На следующий день, покинув родительский дом и чувствуя некоторую неловкость за проявленную откровенность, Вадим не поехал к Гале, а направился в Лялин переулок. Шел он пешком, сочиняя в уме предлог,
Познакомились они давно, когда Вадим только начинал свою продюсерскую деятельность, в те дни, когда он пропадал на «развалах», где торговали старыми афишами, пластинками, книгами о музыке, эстраде. Больше всего ему нравилось ездить на Горбушку. В аллеях Филевского парка, на расставленных столах можно было отыскать граммофонные раритеты, винил, катушечные записи – все то, что выбрасывалось или продавалось за копейки теми, кто стремился «оцифровать» свою жизнь. Вадим денег не жалел, скупал все подряд – ему было интересно изучать вопрос, слушая дребезжащий звук или листая ветхие страницы. Доверия к старому было больше. В один из зимних дней он приехал специально за подшивкой старых музыкальных журналов, но продавец опаздывал. Вадим походил по рядам, замерз и, увидев на углу парикмахерскую, решил зайти подстричься.
В маленьком обшарпанном зале – евроремонт сюда еще не добрался, было одно-единственное кресло. За ним в полной готовности стоял невысокий человек в белом халате. Вадим разделся, сел и, пытаясь разглядеть себя в туманном от старости зеркале, произнес:
– Покороче, пожалуйста. Особенно шею и виски.
Мастер взмахнул ароматной простынкой, укутал ею Вадима и принялся за работу. Работал он ловко, быстро, но все равно в движениях не чувствовалось профессионализма. Впрочем, Вадима это почти не волновало, он расстроился, что журналы скорее всего ему сегодня не привезут, а значит, день потерян, и еще раз придется приезжать, а самое главное, не будет интересного вечера, когда под лампой он будет сидеть и рассматривать старые фотографии, читать отзывы на музыкальные премьеры, рецензии…

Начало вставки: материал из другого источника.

//! Responses endpoint
//!
//! `POST /v1/responses` runs the request as a chat completion, converts the
//! aggregated result into a [`ResponseObject`] and returns it as JSON or, for
//! `stream: true`, replays it as the lifecycle event stream.

use std::sync::Arc;
use std::time::Instant;

use axum::{
    body::Bytes,
    extract::State,
    http::HeaderMap,
    response::{IntoResponse, Response},
    Json,
};
use tracing::debug;

use super::{parse_request, resolve_provider, sse_response};
use crate::error::AppResult;
use crate::mapping::Operation;
use crate::native::request::CanonicalRequest;
use crate::native::responses::{responses_request_to_chat, ResponseObject};
use crate::routes::metrics::record_request;
use crate::synthesize::event_stream;
use crate::AppState;

/// Request fields echoed back on the response object
const ECHO_FIELDS: &[&str] = &[
    "instructions",
    "temperature",
    "top_p",
    "max_output_tokens",
    "tools",
    "tool_choice",
    "parallel_tool_calls",
    "metadata",
    "previous_response_id",
];

fn echo_request(response: &mut ResponseObject, request: &CanonicalRequest) {
    for key in ECHO_FIELDS {
        if let Some(value) = request.get(key) {
            response.extra.insert(key.to_string(), value.clone());
        }
    }
}

/// Handle POST /v1/responses
pub async fn create_response(
    State(state): State<Arc<AppState>>,
    headers: HeaderMap,
    body: Bytes,
) -> AppResult<Response> {
    let start_time = Instant::now();
    let provider = resolve_provider(&headers, &state);

    let result = dispatch(&state, &provider, &body).await;
    let status = match &result {
        Ok((_, outcome)) => *outcome,
        Err(_) => "error",
    };
    record_request("responses", &provider, status, start_time.elapsed().as_secs_f64());

    result.map(|(response, _)| response)
}

async fn dispatch(
    state: &AppState,
    provider: &str,
    body: &[u8],
) -> AppResult<(Response, &'static str)> {
    let request = parse_request(body)?;
    let chat_request = responses_request_to_chat(&request);
    let model = request.model().unwrap_or_default().to_string();

    let aggregate = state
        .gateway
        .aggregate(provider, Operation::Chat, &chat_request)
        .await?;

    let mut response = match aggregate.into_chat() {
        Ok(chat) => ResponseObject::from_chat_completion(&chat),
        Err(error) if request.is_stream() => {
            ResponseObject::failed(model, &error.error.code, error.error.message)
        }
        Err(error) => return Ok((error.into_response(), "upstream_error")),
    };
    echo_request(&mut response, &request);

    debug!(
        provider = %provider,
        response_id = %response.id,
        status = ?response.status,
        items = response.output.len(),
        "Responses object ready"
    );

    if request.is_stream() {
        let outcome = if response.error.is_some() { "upstream_error" } else { "streaming" };
        return Ok((sse_response(event_stream(&response))?, outcome));
    }
    Ok((Json(response).into_response(), "success"))
}
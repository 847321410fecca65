//! Per-stream accumulator state

use std::collections::BTreeMap;

use serde_json::Value;

use crate::native::response::{
    ChatCompletionResponse, Choice, ChoiceMessage, ToolCall, ToolCallFunction, Usage,
};
use crate::native::streaming::StreamMetadata;
use crate::native::types::Role;

/// Tool call assembled from argument fragments
#[derive(Debug, Clone, Default, PartialEq)]
pub struct ToolCallState {
    pub id: Option<String>,
    pub name: String,
    pub arguments: String,
}

/// Accumulated content for one choice (or Google candidate)
#[derive(Debug, Clone, Default, PartialEq)]
pub struct ChoiceState {
    pub role: Option<Role>,
    pub content: String,
    pub reasoning: String,
    pub tool_calls: BTreeMap<u32, ToolCallState>,
    pub finish_reason: Option<String>,
}

impl ChoiceState {
    fn into_choice(self, index: u32) -> Choice {
        let tool_calls: Vec<ToolCall> = self
            .tool_calls
            .into_values()
            .map(|call| ToolCall {
                id: call
                    .id
                    .unwrap_or_else(|| format!("call_{}", uuid::Uuid::new_v4().simple())),
                call_type: "function".to_string(),
                function: ToolCallFunction {
                    name: call.name,
                    arguments: call.arguments,
                },
            })
            .collect();

        let content = if self.content.is_empty() && !tool_calls.is_empty() {
            None
        } else {
            Some(self.content)
        };

        Choice {
            index,
            message: ChoiceMessage {
                role: self.role.unwrap_or(Role::Assistant),
                content,
                reasoning_content: (!self.reasoning.is_empty()).then_some(self.reasoning),
                tool_calls: (!tool_calls.is_empty()).then_some(tool_calls),
            },
            finish_reason: self.finish_reason,
        }
    }
}

/// Kind of an Anthropic-style indexed content block
#[derive(Debug, Clone, Copy, PartialEq, Eq)]
pub enum BlockKind {
    Text,
    Thinking,
    /// Tool use block, mapped to this tool-call index
    ToolUse(u32),
}

/// One part of a candidate snapshot, as last seen
#[derive(Debug, Clone, PartialEq)]
pub enum SnapshotPart {
    Text { thought: bool, text: String },
    Call { name: String, arguments: String },
}

/// Last snapshot frame seen for one candidate index
#[derive(Debug, Clone, Default, PartialEq)]
pub struct CandidateSnapshot {
    pub parts: Vec<SnapshotPart>,
    /// Set once frames are known to repeat earlier parts
    pub cumulative: bool,
}

/// Mutable state threaded through every fold step of one stream
///
/// Buffers only grow: text is appended, indices are backfilled, nothing that
/// was folded in is removed by a later frame.
#[derive(Debug, Clone)]
pub struct AccumulatorState {
    pub id: Option<String>,
    pub model: Option<String>,
    pub created: Option<u64>,
    fallback_id: String,
    fallback_created: u64,
    pub choices: BTreeMap<u32, ChoiceState>,
    /// Content blocks keyed by block index
    pub blocks: BTreeMap<u32, BlockKind>,
    /// Last usage the provider reported
    pub usage: Option<Usage>,
    /// Number of content delta frames seen
    pub delta_frames: u32,
    /// Terminal frame for last-wins folds
    pub terminal: Option<Value>,
    /// Raw frames kept for reverse-scanning folds
    pub frames: Vec<String>,
    /// Per-candidate snapshots for diffing folds, keyed by candidate index
    pub snapshots: BTreeMap<u32, CandidateSnapshot>,
}

impl Default for AccumulatorState {
    fn default() -> Self {
        Self::new()
    }
}

impl AccumulatorState {
    pub fn new() -> Self {
        Self {
            id: None,
            model: None,
            created: None,
            fallback_id: format!("chatcmpl-{}", uuid::Uuid::new_v4().simple()),
            fallback_created: chrono::Utc::now().timestamp().max(0) as u64,
            choices: BTreeMap::new(),
            blocks: BTreeMap::new(),
            usage: None,
            delta_frames: 0,
            terminal: None,
            frames: Vec::new(),
            snapshots: BTreeMap::new(),
        }
    }

    /// Id used when the provider never sent one
    pub fn fallback_id(&self) -> &str {
        &self.fallback_id
    }

    /// Id, model and created time shared by every emitted chunk
    pub fn metadata(&self) -> StreamMetadata {
        StreamMetadata {
            id: self.id.clone().unwrap_or_else(|| self.fallback_id.clone()),
            model: self.model.clone().unwrap_or_default(),
            created: self.created.unwrap_or(self.fallback_created),
        }
    }

    /// Record stream metadata; the first value seen wins
    pub fn observe(&mut self, id: Option<&str>, model: Option<&str>, created: Option<u64>) {
        if self.id.is_none() {
            self.id = id.filter(|s| !s.is_empty()).map(str::to_string);
        }
        if self.model.is_none() {
            self.model = model.filter(|s| !s.is_empty()).map(str::to_string);
        }
        if self.created.is_none() {
            self.created = created;
        }
    }

    pub fn choice_mut(&mut self, index: u32) -> &mut ChoiceState {
        self.choices.entry(index).or_default()
    }

    pub fn push_content(&mut self, index: u32, text: &str) {
        self.choice_mut(index).content.push_str(text);
    }

    pub fn push_reasoning(&mut self, index: u32, text: &str) {
        self.choice_mut(index).reasoning.push_str(text);
    }

    /// Fold a tool-call fragment: id and name fill in once, arguments append
    pub fn push_tool_call(
        &mut self,
        choice: u32,
        index: u32,
        id: Option<&str>,
        name: Option<&str>,
        arguments: &str,
    ) {
        let call = self.choice_mut(choice).tool_calls.entry(index).or_default();
        if call.id.is_none() {
            call.id = id.filter(|s| !s.is_empty()).map(str::to_string);
        }
        if call.name.is_empty() {
            if let Some(name) = name {
                call.name = name.to_string();
            }
        }
        call.arguments.push_str(arguments);
    }

    pub fn set_finish_reason(&mut self, index: u32, reason: &str) {
        self.choice_mut(index).finish_reason = Some(reason.to_string());
    }

    /// Replace usage with the latest provider report
    pub fn record_usage(&mut self, usage: Usage) {
        self.usage = Some(usage);
    }

    pub fn count_delta_frame(&mut self) {
        self.delta_frames += 1;
    }

    /// Whether nothing has been folded in
    pub fn is_empty(&self) -> bool {
        self.choices.is_empty() && self.terminal.is_none() && self.frames.is_empty()
    }

    /// Usage reported by the provider, else one completion token per delta frame
    pub fn final_usage(&self) -> Usage {
        self.usage
            .clone()
            .unwrap_or_else(|| Usage::new(0, self.delta_frames))
    }

    /// Convert into a final chat completion
    ///
    /// A stream that produced nothing yields an empty choice list.
    pub fn into_chat_completion(self) -> ChatCompletionResponse {
        let metadata = self.metadata();
        let usage = self.final_usage();

        ChatCompletionResponse {
            id: metadata.id,
            object: "chat.completion".to_string(),
            created: metadata.created,
            model: metadata.model,
            choices: self
                .choices
                .into_iter()
                .map(|(index, choice)| choice.into_choice(index))
                .collect(),
            usage,
        }
    }
}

– Ма шэмха? – вдруг раздалось у него над ухом.
– Простите?
– Как вас зовут?
– Вадим.
– Вам нравится? – Мастер опустил ножницы и посмотрел на отражение Вадима.
– Да, вполне, спасибо.
Он расплатился, оделся, а когда выходил, мастер с горечью произнес:
– Как жаль, что молодежь совсем не знает родной язык!
Вадим внимательно посмотрел на мастера, потом в зеркало на себя и улыбнулся:
– Нет-нет, я не понимаю иврит. Я из русской семьи.
– Да? – Мастер изучающе посмотрел на него. – А глаза грустные… Меня зовут Илья Исаакович…
Илья Исаакович Бару был артистом. Видимо, долгое общение с представителями искусств заставило перенять их приемы. И это знакомство с неожиданным посетителем парикмахерской было не чем иным, как «приемом», репризой, скетчем.
Через пятнадцать минут Вадим и Илья Исаакович шагали по плотной ледяной корке филевских аллей, причем старик норовил Вадима обогнать. Так дети бегут впереди родителей за мороженым.